%%

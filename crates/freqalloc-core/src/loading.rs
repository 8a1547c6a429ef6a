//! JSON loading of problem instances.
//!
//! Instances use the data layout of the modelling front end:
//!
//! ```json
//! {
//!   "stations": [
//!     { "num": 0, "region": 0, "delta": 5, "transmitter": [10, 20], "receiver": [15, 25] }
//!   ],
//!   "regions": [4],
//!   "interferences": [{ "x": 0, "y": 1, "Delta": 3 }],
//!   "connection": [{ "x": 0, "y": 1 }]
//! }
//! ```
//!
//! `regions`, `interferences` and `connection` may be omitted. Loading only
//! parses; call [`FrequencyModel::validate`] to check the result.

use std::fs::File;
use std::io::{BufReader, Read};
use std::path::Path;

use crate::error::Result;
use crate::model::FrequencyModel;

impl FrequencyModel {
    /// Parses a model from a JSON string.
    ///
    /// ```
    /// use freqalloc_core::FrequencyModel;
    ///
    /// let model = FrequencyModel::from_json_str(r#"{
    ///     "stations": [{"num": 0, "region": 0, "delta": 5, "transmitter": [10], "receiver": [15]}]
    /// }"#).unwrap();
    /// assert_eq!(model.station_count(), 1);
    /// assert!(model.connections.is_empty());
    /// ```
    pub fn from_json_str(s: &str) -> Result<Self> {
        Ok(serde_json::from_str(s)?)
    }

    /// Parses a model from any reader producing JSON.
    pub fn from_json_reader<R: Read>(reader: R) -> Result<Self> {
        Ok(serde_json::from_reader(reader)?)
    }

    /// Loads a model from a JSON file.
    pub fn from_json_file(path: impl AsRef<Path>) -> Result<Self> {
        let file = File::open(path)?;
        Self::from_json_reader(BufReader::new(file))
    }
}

%%

Only the lines from the one holding "Ok(serde_json::from_reader(reader)?)" through the end of the listing should be given again, exactly and with both ends included.

* [ANSWER TO THIS PROBLEM]:
        Ok(serde_json::from_reader(reader)?)
    }

    /// Loads a model from a JSON file.
    pub fn from_json_file(path: impl AsRef<Path>) -> Result<Self> {
        let file = File::open(path)?;
        Self::from_json_reader(BufReader::new(file))
    }
}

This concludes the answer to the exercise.